> _What you have to do_: Show every line of the data that includes the word "axum".

> _Records for this exercise_:

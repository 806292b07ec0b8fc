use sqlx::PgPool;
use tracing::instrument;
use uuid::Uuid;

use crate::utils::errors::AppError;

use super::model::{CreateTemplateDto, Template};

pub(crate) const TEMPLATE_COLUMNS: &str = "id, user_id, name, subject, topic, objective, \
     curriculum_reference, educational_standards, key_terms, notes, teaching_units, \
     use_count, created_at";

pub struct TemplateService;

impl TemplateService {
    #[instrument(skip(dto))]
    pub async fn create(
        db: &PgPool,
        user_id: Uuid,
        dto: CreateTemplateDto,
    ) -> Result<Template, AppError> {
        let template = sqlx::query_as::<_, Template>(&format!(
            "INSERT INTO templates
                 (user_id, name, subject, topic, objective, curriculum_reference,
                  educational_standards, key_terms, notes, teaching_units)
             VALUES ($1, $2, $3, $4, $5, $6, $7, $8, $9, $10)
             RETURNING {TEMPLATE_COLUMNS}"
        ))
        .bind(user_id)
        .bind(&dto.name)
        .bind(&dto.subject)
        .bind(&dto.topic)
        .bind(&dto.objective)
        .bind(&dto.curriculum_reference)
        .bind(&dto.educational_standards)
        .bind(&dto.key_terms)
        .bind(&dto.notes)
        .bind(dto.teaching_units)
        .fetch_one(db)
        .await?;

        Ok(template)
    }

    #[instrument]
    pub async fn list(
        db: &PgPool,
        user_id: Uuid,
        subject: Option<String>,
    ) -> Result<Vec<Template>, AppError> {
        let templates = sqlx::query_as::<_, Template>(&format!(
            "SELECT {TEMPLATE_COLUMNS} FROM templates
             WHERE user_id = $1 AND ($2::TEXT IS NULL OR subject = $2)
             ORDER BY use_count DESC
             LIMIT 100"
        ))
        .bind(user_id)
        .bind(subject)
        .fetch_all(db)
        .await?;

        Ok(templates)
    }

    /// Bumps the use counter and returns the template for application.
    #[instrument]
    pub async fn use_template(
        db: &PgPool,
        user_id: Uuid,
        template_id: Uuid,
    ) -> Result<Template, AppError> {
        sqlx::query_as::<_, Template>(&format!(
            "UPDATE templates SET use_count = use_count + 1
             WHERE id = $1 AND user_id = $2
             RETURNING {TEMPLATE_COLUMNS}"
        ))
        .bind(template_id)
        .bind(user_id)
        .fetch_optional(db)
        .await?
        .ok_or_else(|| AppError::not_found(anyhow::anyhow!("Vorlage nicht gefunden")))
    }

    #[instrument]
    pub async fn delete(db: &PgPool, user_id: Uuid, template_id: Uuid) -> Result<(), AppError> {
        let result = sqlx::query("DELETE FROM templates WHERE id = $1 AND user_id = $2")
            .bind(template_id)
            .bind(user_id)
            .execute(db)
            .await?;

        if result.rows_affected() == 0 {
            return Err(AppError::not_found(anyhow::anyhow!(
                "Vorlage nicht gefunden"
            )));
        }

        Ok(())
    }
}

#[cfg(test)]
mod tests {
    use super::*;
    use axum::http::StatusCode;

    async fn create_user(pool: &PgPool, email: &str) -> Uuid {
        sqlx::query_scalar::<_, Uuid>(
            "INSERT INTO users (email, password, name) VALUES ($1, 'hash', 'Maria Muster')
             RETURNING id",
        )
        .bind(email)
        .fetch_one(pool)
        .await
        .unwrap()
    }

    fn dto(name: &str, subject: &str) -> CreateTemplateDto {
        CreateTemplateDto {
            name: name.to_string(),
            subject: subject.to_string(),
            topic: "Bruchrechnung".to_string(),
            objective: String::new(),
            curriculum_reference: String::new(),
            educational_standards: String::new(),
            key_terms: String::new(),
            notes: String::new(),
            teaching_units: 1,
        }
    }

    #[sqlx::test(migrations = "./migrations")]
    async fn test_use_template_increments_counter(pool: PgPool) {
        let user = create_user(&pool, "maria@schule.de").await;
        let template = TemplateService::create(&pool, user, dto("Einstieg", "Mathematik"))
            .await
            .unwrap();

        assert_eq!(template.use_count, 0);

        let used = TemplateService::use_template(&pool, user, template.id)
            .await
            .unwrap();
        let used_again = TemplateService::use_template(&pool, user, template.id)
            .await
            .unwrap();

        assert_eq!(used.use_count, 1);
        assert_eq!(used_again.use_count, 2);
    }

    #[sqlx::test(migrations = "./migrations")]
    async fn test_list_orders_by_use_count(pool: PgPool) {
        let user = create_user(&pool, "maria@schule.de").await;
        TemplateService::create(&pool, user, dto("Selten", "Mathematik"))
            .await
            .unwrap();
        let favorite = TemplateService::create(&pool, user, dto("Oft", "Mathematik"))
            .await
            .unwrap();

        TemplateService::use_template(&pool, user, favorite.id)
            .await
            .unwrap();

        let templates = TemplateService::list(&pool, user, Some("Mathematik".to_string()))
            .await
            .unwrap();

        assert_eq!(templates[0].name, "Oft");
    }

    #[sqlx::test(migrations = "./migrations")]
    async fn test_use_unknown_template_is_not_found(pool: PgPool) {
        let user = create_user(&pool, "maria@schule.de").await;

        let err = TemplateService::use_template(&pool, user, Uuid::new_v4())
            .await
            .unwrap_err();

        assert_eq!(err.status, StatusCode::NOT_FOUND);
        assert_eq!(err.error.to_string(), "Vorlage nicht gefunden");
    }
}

--

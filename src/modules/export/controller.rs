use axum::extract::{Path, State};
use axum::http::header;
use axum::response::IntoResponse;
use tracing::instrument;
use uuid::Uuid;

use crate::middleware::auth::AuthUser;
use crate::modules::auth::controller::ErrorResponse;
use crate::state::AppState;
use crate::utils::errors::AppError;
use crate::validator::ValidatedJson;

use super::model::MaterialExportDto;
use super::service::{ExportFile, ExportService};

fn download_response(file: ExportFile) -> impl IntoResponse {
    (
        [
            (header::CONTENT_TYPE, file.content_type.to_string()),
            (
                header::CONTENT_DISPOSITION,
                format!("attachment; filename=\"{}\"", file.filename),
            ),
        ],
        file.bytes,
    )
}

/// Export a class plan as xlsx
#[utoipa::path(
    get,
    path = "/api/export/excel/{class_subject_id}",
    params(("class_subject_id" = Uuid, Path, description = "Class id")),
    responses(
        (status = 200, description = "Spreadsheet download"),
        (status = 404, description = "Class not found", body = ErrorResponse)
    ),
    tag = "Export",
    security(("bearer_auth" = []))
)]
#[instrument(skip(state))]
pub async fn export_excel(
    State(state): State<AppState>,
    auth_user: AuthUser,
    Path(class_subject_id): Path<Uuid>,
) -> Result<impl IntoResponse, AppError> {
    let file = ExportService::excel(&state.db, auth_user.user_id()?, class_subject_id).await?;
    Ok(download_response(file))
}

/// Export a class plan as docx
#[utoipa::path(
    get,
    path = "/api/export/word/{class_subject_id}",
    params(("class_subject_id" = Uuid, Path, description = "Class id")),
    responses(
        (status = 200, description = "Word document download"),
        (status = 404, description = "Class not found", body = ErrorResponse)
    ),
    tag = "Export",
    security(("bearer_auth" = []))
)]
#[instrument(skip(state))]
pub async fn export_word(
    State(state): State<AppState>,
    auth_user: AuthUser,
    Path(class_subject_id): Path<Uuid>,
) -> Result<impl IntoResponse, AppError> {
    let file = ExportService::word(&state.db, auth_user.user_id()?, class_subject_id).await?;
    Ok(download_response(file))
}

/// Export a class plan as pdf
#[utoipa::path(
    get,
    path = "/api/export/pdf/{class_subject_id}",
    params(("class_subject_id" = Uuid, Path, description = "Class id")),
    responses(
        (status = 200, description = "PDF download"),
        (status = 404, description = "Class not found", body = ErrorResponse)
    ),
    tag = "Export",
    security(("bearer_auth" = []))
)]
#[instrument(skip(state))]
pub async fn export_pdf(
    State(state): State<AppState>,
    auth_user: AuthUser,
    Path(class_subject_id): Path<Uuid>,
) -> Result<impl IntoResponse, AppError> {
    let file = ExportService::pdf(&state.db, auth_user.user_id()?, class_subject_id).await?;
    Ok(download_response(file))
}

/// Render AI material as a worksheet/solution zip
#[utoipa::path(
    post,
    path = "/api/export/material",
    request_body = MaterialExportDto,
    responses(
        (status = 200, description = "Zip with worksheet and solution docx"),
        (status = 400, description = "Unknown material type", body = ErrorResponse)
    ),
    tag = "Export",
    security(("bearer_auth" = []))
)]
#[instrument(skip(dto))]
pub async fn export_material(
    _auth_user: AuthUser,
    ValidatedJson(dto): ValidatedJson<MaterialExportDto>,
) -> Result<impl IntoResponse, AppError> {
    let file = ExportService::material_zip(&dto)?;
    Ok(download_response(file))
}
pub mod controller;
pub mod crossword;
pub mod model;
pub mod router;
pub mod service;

...

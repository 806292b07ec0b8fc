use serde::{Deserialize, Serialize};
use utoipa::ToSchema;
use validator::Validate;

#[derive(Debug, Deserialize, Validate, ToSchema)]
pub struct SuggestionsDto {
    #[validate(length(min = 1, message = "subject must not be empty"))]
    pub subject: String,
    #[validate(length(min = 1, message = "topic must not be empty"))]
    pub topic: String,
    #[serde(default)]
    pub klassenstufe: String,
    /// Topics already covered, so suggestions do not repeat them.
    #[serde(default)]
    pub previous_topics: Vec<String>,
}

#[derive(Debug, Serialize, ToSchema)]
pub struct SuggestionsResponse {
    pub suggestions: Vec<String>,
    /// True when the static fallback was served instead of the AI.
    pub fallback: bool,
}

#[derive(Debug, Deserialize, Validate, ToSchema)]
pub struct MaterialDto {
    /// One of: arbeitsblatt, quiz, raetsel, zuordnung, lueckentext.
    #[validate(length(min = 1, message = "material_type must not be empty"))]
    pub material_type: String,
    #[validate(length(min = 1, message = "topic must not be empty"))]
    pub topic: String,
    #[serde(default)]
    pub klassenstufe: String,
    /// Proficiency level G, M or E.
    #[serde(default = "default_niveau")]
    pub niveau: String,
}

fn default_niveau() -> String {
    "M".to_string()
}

> _Response area_:
    use axum::http::StatusCode;
use axum::extract::{Path, State};
use axum::http::header;
use axum::response::IntoResponse;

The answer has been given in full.